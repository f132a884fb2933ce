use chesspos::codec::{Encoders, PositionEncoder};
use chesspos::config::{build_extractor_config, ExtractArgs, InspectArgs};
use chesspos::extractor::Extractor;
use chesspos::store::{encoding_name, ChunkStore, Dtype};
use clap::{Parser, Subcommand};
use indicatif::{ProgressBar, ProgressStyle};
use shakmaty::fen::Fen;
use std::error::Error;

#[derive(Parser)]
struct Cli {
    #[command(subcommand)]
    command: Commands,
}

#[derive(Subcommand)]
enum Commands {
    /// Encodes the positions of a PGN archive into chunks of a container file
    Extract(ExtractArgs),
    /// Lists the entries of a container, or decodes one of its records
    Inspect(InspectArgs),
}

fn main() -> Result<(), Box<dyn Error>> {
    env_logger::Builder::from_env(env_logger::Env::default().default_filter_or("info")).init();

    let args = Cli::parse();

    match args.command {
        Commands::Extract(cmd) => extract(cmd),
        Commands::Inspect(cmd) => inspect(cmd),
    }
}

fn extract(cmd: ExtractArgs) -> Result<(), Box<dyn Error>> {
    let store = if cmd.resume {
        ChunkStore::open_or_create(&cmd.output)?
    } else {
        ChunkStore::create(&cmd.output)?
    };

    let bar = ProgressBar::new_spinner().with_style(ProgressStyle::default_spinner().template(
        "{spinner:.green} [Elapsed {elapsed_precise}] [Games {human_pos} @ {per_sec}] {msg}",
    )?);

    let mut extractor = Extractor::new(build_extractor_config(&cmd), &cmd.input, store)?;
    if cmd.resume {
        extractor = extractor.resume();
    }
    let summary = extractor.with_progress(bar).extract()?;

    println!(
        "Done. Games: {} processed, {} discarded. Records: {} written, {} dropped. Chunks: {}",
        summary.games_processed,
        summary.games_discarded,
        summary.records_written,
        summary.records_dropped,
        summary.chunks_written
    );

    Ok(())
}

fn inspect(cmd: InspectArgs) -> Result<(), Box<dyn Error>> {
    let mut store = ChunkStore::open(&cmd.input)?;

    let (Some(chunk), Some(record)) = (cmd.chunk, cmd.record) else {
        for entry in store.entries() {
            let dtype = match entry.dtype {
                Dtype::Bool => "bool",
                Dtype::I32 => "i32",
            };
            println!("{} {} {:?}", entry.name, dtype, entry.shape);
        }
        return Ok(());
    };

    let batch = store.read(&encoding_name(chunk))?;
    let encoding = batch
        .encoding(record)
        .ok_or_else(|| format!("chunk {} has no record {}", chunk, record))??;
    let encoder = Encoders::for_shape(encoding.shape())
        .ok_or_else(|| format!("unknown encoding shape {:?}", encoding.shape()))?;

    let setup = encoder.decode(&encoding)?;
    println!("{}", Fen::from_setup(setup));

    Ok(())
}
----
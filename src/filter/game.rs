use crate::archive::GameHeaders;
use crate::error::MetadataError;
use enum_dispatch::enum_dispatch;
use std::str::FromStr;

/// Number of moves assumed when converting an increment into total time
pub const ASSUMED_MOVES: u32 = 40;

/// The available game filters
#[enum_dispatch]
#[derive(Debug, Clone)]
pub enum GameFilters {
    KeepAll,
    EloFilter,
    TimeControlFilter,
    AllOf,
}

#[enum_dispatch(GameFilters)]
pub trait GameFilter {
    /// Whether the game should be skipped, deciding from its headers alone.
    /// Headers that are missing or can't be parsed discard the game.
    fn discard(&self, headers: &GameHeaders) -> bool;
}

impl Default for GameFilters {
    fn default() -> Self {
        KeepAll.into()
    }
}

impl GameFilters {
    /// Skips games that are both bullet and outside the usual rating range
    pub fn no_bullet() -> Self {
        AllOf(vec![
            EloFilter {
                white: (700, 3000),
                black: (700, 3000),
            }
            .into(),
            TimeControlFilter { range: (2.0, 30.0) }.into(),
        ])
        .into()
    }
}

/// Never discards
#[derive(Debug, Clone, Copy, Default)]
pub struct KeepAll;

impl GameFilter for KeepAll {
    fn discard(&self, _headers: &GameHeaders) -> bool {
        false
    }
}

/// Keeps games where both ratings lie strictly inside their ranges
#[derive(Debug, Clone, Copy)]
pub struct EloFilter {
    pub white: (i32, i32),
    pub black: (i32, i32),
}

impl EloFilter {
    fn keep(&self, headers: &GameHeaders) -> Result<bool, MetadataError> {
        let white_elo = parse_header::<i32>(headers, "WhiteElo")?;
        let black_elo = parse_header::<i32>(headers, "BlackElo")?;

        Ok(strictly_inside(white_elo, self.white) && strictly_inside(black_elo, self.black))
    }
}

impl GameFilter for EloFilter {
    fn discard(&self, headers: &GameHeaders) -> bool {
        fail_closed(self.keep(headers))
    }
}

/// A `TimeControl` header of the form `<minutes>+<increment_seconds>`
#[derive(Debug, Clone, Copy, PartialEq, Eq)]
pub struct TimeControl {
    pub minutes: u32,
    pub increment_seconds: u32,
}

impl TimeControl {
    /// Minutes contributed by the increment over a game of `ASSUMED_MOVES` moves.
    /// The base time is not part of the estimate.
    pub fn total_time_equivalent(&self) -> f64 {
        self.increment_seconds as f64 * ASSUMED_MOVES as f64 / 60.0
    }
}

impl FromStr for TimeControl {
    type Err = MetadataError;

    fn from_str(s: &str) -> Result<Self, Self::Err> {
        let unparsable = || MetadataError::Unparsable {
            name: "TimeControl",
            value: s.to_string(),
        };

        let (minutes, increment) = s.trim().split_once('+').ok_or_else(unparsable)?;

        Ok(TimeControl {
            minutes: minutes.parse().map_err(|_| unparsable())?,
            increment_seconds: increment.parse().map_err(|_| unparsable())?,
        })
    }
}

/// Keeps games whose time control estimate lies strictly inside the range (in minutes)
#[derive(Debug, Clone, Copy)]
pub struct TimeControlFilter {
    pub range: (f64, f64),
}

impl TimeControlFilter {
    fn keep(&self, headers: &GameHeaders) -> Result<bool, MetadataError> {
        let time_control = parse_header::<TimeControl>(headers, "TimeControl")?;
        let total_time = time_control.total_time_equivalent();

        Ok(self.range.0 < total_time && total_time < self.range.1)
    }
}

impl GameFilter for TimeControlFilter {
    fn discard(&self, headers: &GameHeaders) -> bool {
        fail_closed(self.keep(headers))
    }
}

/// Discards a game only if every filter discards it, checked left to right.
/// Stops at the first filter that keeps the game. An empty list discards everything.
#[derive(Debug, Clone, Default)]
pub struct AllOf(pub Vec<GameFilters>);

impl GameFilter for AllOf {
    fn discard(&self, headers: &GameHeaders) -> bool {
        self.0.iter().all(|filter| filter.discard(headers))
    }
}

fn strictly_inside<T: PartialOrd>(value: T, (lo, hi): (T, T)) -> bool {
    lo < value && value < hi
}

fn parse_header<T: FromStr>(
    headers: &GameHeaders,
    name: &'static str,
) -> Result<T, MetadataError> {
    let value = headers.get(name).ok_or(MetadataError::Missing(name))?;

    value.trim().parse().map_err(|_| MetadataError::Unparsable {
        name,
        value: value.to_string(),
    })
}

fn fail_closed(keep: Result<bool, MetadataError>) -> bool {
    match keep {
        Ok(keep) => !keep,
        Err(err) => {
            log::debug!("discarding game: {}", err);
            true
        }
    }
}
----
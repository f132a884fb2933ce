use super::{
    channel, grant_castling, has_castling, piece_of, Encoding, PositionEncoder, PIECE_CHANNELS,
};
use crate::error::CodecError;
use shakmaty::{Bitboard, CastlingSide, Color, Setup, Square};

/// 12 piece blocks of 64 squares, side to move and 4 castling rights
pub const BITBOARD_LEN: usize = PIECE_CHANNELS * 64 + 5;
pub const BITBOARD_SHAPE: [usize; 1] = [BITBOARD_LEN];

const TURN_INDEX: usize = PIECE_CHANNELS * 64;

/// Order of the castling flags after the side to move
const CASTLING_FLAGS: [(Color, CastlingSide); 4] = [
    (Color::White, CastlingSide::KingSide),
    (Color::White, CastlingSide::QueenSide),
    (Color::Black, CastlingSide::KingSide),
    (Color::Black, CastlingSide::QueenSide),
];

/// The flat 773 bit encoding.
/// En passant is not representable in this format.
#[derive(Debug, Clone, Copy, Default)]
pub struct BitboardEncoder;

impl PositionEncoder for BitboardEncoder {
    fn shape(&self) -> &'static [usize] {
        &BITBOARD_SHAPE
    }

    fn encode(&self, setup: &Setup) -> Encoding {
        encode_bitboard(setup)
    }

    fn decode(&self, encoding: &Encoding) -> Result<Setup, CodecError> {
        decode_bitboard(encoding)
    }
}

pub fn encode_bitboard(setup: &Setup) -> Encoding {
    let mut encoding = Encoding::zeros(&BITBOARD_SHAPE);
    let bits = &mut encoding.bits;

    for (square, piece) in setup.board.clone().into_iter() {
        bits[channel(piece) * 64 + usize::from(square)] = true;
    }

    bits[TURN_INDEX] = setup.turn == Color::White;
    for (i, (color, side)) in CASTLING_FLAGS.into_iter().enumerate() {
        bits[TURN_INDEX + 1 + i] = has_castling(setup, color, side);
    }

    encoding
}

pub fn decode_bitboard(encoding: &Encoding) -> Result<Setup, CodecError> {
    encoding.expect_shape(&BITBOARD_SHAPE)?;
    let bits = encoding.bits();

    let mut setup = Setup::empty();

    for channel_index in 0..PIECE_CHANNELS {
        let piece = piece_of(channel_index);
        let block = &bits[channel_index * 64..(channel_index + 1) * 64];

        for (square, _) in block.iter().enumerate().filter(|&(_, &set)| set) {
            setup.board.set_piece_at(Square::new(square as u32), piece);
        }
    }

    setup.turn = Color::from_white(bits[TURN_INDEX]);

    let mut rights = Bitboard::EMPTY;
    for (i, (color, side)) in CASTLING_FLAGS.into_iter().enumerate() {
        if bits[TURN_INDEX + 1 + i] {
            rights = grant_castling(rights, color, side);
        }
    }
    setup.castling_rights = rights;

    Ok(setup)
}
----
● **What you are asked to do**
Among the lines above, please find those with "Encoders" and copy them.

● **Result for this exercise**
use chesspos::codec::{Encoders, PositionEncoder};
    let encoder = Encoders::for_shape(encoding.shape())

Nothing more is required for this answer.